Quote, with no changes, the lines that run from the top of the material to the line with "A missing scheme", both included.
**** Record excerpts
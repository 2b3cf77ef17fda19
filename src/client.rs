// src/client.rs

use crate::api::SchemaApi;
use crate::config::SyncConfig;
use crate::error::ParseError;
use crate::schema::{ClassSchema, GetAllSchemasResponse, SchemaUpdate};

use async_trait::async_trait;
use reqwest::header::{HeaderMap, HeaderValue};
use reqwest::{Client, Url};
use serde_json::Value;

/// HTTP client for the schema endpoints of a Parse Server.
///
/// Every request is authenticated with the Application ID and the Master Key, which are set
/// once as default headers on the underlying `reqwest::Client`.
///
/// ```rust,no_run
/// use parse_schema_sync::{ParseClient, ParseError};
/// use parse_schema_sync::api::fetch_remote_schemas;
///
/// # #[tokio::main]
/// # async fn main() -> Result<(), ParseError> {
/// let client = ParseClient::new("http://localhost:1337/parse", "myAppId", "myMasterKey")?;
/// let schemas = fetch_remote_schemas(&client).await?;
/// for schema in &schemas {
///     println!("{} ({} fields)", schema.class_name, schema.fields.len());
/// }
/// # Ok(())
/// # }
/// ```
#[derive(Debug, Clone)]
pub struct ParseClient {
    /// Public server URL including the mount path, always ending with `/`.
    pub server_url: Url,
    pub(crate) app_id: String,
    pub(crate) http_client: Client,
}

impl ParseClient {
    /// Creates a new `ParseClient`.
    ///
    /// # Arguments
    ///
    /// * `server_url`: The public URL of the Parse Server including its mount path
    ///   (e.g., `"http://localhost:1337/parse"`). A missing scheme defaults to `http://`.
    /// * `app_id`: Your Parse Application ID.
    /// * `master_key`: Your Parse Master Key. The schema API is only available with it.
    pub fn new(server_url: &str, app_id: &str, master_key: &str) -> Result<Self, ParseError> {
        let mut temp_url_string = server_url.trim().to_string();

        // Ensure scheme is present
        if !temp_url_string.starts_with("http://") && !temp_url_string.starts_with("https://") {
            temp_url_string = format!("http://{}", temp_url_string);
        }
        // A trailing slash keeps the mount path when endpoints are joined.
        if !temp_url_string.ends_with('/') {
            temp_url_string.push('/');
        }

        let parsed_server_url = Url::parse(&temp_url_string)?;
        if parsed_server_url.cannot_be_a_base() {
            return Err(ParseError::InvalidUrl(format!(
                "The server_url '{}' cannot be used as a base URL. Please provide a full URL (e.g., http://localhost:1337/parse).",
                server_url
            )));
        }

        let mut default_headers = HeaderMap::new();
        default_headers.insert(
            "X-Parse-Application-Id",
            HeaderValue::from_str(app_id).map_err(ParseError::InvalidHeaderValue)?,
        );
        default_headers.insert(
            "X-Parse-Master-Key",
            HeaderValue::from_str(master_key).map_err(ParseError::InvalidHeaderValue)?,
        );

        let http_client = Client::builder()
            .default_headers(default_headers)
            .build()
            .map_err(ParseError::ReqwestError)?;

        log::debug!("ParseClient initialized with server_url: {}", parsed_server_url);

        Ok(Self {
            server_url: parsed_server_url,
            app_id: app_id.to_string(),
            http_client,
        })
    }

    pub fn from_config(config: &SyncConfig) -> Result<Self, ParseError> {
        Self::new(&config.server_url, &config.app_id, &config.master_key)
    }

    pub fn app_id(&self) -> &str {
        &self.app_id
    }

    /// Resolves an endpoint such as `schemas/_User` against the server URL.
    pub(crate) fn endpoint_url(&self, endpoint: &str) -> Result<Url, ParseError> {
        self.server_url
            .join(endpoint.trim_start_matches('/'))
            .map_err(|e| {
                ParseError::InvalidUrl(format!(
                    "Failed to join base URL '{}' with endpoint '{}': {}",
                    self.server_url, endpoint, e
                ))
            })
    }
}

#[async_trait]
impl SchemaApi for ParseClient {
    async fn list_schemas(&self) -> Result<Vec<Value>, ParseError> {
        let response: GetAllSchemasResponse = self.get("schemas", &[]).await?;
        Ok(response.results)
    }

    async fn create_class(&self, schema: &ClassSchema) -> Result<(), ParseError> {
        let endpoint = format!("schemas/{}", schema.class_name);
        let _created: Value = self.post(&endpoint, schema).await?;
        Ok(())
    }

    async fn update_class(&self, update: &SchemaUpdate) -> Result<(), ParseError> {
        let endpoint = format!("schemas/{}", update.class_name);
        let _updated: Value = self.put(&endpoint, update).await?;
        Ok(())
    }

    async fn delete_class(&self, class_name: &str) -> Result<(), ParseError> {
        let endpoint = format!("schemas/{}", class_name);
        // The response for a successful DELETE is an empty JSON object.
        let _response: Value = self.delete(&endpoint).await?;
        Ok(())
    }

    async fn list_objects(
        &self,
        class_name: &str,
        skip: usize,
        limit: usize,
    ) -> Result<Vec<Value>, ParseError> {
        let endpoint = format!("classes/{}", class_name);
        let params = [
            ("keys".to_string(), "objectId".to_string()),
            ("order".to_string(), "objectId".to_string()),
            ("skip".to_string(), skip.to_string()),
            ("limit".to_string(), limit.to_string()),
        ];
        let response: QueryResponse<Value> = self.get(&endpoint, &params).await?;
        Ok(response.results)
    }

    async fn delete_object(&self, class_name: &str, object_id: &str) -> Result<(), ParseError> {
        let endpoint = format!("classes/{}/{}", class_name, object_id);
        let _response: Value = self.delete(&endpoint).await?;
        Ok(())
    }
}

// Response for standard queries
#[derive(serde::Deserialize, Debug)]
pub struct QueryResponse<T> {
    pub results: Vec<T>,
}
use crate::client::ParseClient;
use crate::error::ParseError;

use reqwest::header::{HeaderValue, CONTENT_TYPE};
use reqwest::{Method, Response as HttpResponse};
use serde::{de::DeserializeOwned, Serialize};
use serde_json::Value;

impl ParseClient {
    // Central request method
    pub(crate) async fn _request<T: Serialize + ?Sized, R: DeserializeOwned>(
        &self,
        method: Method,
        endpoint: &str, // Takes relative endpoint string
        params: &[(String, String)],
        body: Option<&T>,
    ) -> Result<R, ParseError> {
        let mut full_url = self.endpoint_url(endpoint)?;
        if !params.is_empty() {
            let mut pairs = full_url.query_pairs_mut();
            for (key, value) in params {
                pairs.append_pair(key, value);
            }
        }

        log::debug!("Preparing request: Method={}, URL={}", method, full_url);

        // App ID and Master Key come from the client's default headers.
        let mut request_builder = self.http_client.request(method.clone(), full_url.clone());

        if let Some(body_data) = body {
            let body_str = serde_json::to_string(body_data).map_err(ParseError::JsonError)?;
            log::debug!("Request body: {}", body_str);
            request_builder = request_builder
                .header(CONTENT_TYPE, HeaderValue::from_static("application/json"))
                .body(body_str);
        }

        let response = request_builder
            .send()
            .await
            .map_err(ParseError::ReqwestError)?;

        self._send_and_process_response(response, endpoint).await
    }

    pub(crate) async fn _send_and_process_response<R: DeserializeOwned>(
        &self,
        response: HttpResponse,
        endpoint_context: &str,
    ) -> Result<R, ParseError> {
        let status = response.status();
        let response_url = response.url().to_string(); // For logging

        let response_text = response.text().await.map_err(ParseError::ReqwestError)?;

        if status.is_success() {
            // 204 No Content or an empty body still has to deserialize into `Value`.
            let body = if response_text.trim().is_empty() {
                "{}"
            } else {
                response_text.as_str()
            };
            log::debug!("Request to '{}' successful. Response body: {}", endpoint_context, body);
            serde_json::from_str::<R>(body).map_err(|e| {
                log::error!(
                    "JSON Deserialization failed for successful response from '{}'. Status: {}. Error: {}. Body: {}",
                    response_url,
                    status,
                    e,
                    body
                );
                ParseError::JsonDeserializationFailed(format!(
                    "Failed to deserialize successful response from '{}': {}. Body: {}",
                    response_url, e, body
                ))
            })
        } else {
            log::warn!(
                "Request to '{}' failed with status {}. Response body: {}",
                endpoint_context,
                status,
                response_text
            );
            let parsed_body: Value = match serde_json::from_str(&response_text) {
                Ok(json_val) => json_val,
                Err(_) => serde_json::json!({
                    "code": status.as_u16(),
                    "error": format!("HTTP Error {} with non-JSON body", status),
                    "body_snippet": response_text.chars().take(100).collect::<String>(),
                }),
            };
            Err(ParseError::from_response(status.as_u16(), parsed_body))
        }
    }

    // HTTP method wrappers
    pub(crate) async fn get<R: DeserializeOwned>(
        &self,
        endpoint: &str,
        params: &[(String, String)],
    ) -> Result<R, ParseError> {
        self._request(Method::GET, endpoint, params, None::<&Value>)
            .await
    }

    pub(crate) async fn post<T: Serialize + ?Sized, R: DeserializeOwned>(
        &self,
        endpoint: &str,
        data: &T,
    ) -> Result<R, ParseError> {
        self._request(Method::POST, endpoint, &[], Some(data)).await
    }

    pub(crate) async fn put<T: Serialize + ?Sized, R: DeserializeOwned>(
        &self,
        endpoint: &str,
        data: &T,
    ) -> Result<R, ParseError> {
        self._request(Method::PUT, endpoint, &[], Some(data)).await
    }

    pub(crate) async fn delete<R: DeserializeOwned>(&self, endpoint: &str) -> Result<R, ParseError> {
        self._request(Method::DELETE, endpoint, &[], None::<&Value>)
            .await
    }
}
//! Canonical shape for class schemas coming from any source.
//!
//! Schemas read from disk and schemas fetched from the server are both passed through
//! [`normalize`], so every later comparison sees the same shape: reserved fields removed,
//! `fields` and `classLevelPermissions` always present, fields in lexicographic order and
//! lists sorted by class name.

use crate::error::ParseError;
use crate::schema::{ClassLevelPermissions, ClassSchema, FieldSpec, FieldType, RESERVED_FIELDS};
use regex::Regex;
use serde_json::Value;
use std::collections::{BTreeMap, HashSet};
use std::sync::OnceLock;

fn class_name_pattern() -> &'static Regex {
    static PATTERN: OnceLock<Regex> = OnceLock::new();
    PATTERN.get_or_init(|| {
        Regex::new(r"^_?[A-Za-z][A-Za-z0-9_]*$").expect("class name pattern is a valid regex")
    })
}

/// Checks a class name against the naming rules of Parse Server.
pub fn validate_class_name(class_name: &str) -> Result<(), ParseError> {
    if class_name_pattern().is_match(class_name) {
        Ok(())
    } else {
        Err(ParseError::InvalidClassName(format!(
            "'{}' must start with a letter (or '_' for system classes) and contain only letters, digits and '_'",
            class_name
        )))
    }
}

/// Converts a raw class schema into a [`ClassSchema`].
///
/// The input is only borrowed; the result is built from copies of its parts.
pub fn normalize(raw: &Value) -> Result<ClassSchema, ParseError> {
    let object = match raw {
        Value::Object(map) => map,
        Value::Null => return Err(ParseError::Validation("Schema not found.".to_string())),
        other => {
            return Err(ParseError::Validation(format!(
                "Schema must be a JSON object, got: {}",
                other
            )))
        }
    };

    let class_name = match object.get("className") {
        Some(Value::String(name)) if !name.is_empty() => name.clone(),
        _ => {
            return Err(ParseError::Validation(
                "Schema is missing 'className' key.".to_string(),
            ))
        }
    };
    validate_class_name(&class_name)?;

    let mut fields = BTreeMap::new();
    match object.get("fields") {
        None | Some(Value::Null) => {}
        Some(Value::Object(raw_fields)) => {
            for (name, raw_field) in raw_fields {
                if RESERVED_FIELDS.contains(&name.as_str()) {
                    continue;
                }
                fields.insert(name.clone(), normalize_field(&class_name, name, raw_field)?);
            }
        }
        Some(other) => {
            return Err(ParseError::Validation(format!(
                "'fields' of class '{}' must be an object, got: {}",
                class_name, other
            )))
        }
    }

    let class_level_permissions = match object.get("classLevelPermissions") {
        None | Some(Value::Null) => ClassLevelPermissions::default(),
        Some(raw_clp) => serde_json::from_value(raw_clp.clone()).map_err(|e| {
            ParseError::Validation(format!(
                "Invalid classLevelPermissions for class '{}': {}",
                class_name, e
            ))
        })?,
    };

    Ok(ClassSchema {
        class_name,
        fields,
        class_level_permissions,
    })
}

fn normalize_field(class_name: &str, name: &str, raw: &Value) -> Result<FieldSpec, ParseError> {
    let type_name = raw.get("type").and_then(Value::as_str).ok_or_else(|| {
        ParseError::Validation(format!(
            "Field '{}' of class '{}' is missing its 'type'",
            name, class_name
        ))
    })?;

    let field_type: FieldType =
        type_name
            .parse()
            .map_err(|field_type| ParseError::UnsupportedFieldType {
                class_name: class_name.to_string(),
                field: name.to_string(),
                field_type,
            })?;

    let spec: FieldSpec = serde_json::from_value(raw.clone()).map_err(|e| {
        ParseError::Validation(format!(
            "Invalid definition for field '{}' of class '{}': {}",
            name, class_name, e
        ))
    })?;

    if field_type.is_relational()
        && spec.target_class.as_deref().map_or(true, str::is_empty)
    {
        return Err(ParseError::Validation(format!(
            "{} field '{}' of class '{}' has no targetClass",
            field_type, name, class_name
        )));
    }

    Ok(spec)
}

/// Normalizes every entry and returns the list sorted by class name.
///
/// Fails on the first invalid entry and on duplicate class names.
pub fn normalize_list<'a, I>(raws: I) -> Result<Vec<ClassSchema>, ParseError>
where
    I: IntoIterator<Item = &'a Value>,
{
    let mut schemas = raws
        .into_iter()
        .map(normalize)
        .collect::<Result<Vec<_>, _>>()?;
    sort_and_check(&mut schemas)?;
    Ok(schemas)
}

/// Sorts by class name and rejects duplicates.
fn sort_and_check(schemas: &mut [ClassSchema]) -> Result<(), ParseError> {
    let mut seen = HashSet::new();
    for schema in schemas.iter() {
        if !seen.insert(schema.class_name.as_str()) {
            return Err(ParseError::Validation(format!(
                "Class '{}' is defined more than once",
                schema.class_name
            )));
        }
    }
    schemas.sort_by(|a, b| a.class_name.cmp(&b.class_name));
    Ok(())
}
********
Response to this exercise =>
repository 2b3cf77ef17fda19
filename src/client.rs
// src/client.rs

use crate::api::SchemaApi;
use crate::config::SyncConfig;
use crate::error::ParseError;
use crate::schema::{ClassSchema, GetAllSchemasResponse, SchemaUpdate};

use async_trait::async_trait;
use reqwest::header::{HeaderMap, HeaderValue};
use reqwest::{Client, Url};
use serde_json::Value;

/// HTTP client for the schema endpoints of a Parse Server.
///
/// Every request is authenticated with the Application ID and the Master Key, which are set
/// once as default headers on the underlying `reqwest::Client`.
///
/// ```rust,no_run
/// use parse_schema_sync::{ParseClient, ParseError};
/// use parse_schema_sync::api::fetch_remote_schemas;
///
/// # #[tokio::main]
/// # async fn main() -> Result<(), ParseError> {
/// let client = ParseClient::new("http://localhost:1337/parse", "myAppId", "myMasterKey")?;
/// let schemas = fetch_remote_schemas(&client).await?;
/// for schema in &schemas {
///     println!("{} ({} fields)", schema.class_name, schema.fields.len());
/// }
/// # Ok(())
/// # }
/// ```
#[derive(Debug, Clone)]
pub struct ParseClient {
    /// Public server URL including the mount path, always ending with `/`.
    pub server_url: Url,
    pub(crate) app_id: String,
    pub(crate) http_client: Client,
}

impl ParseClient {
    /// Creates a new `ParseClient`.
    ///
    /// # Arguments
    ///
    /// * `server_url`: The public URL of the Parse Server including its mount path
    ///   (e.g., `"http://localhost:1337/parse"`). A missing scheme defaults to `http://`.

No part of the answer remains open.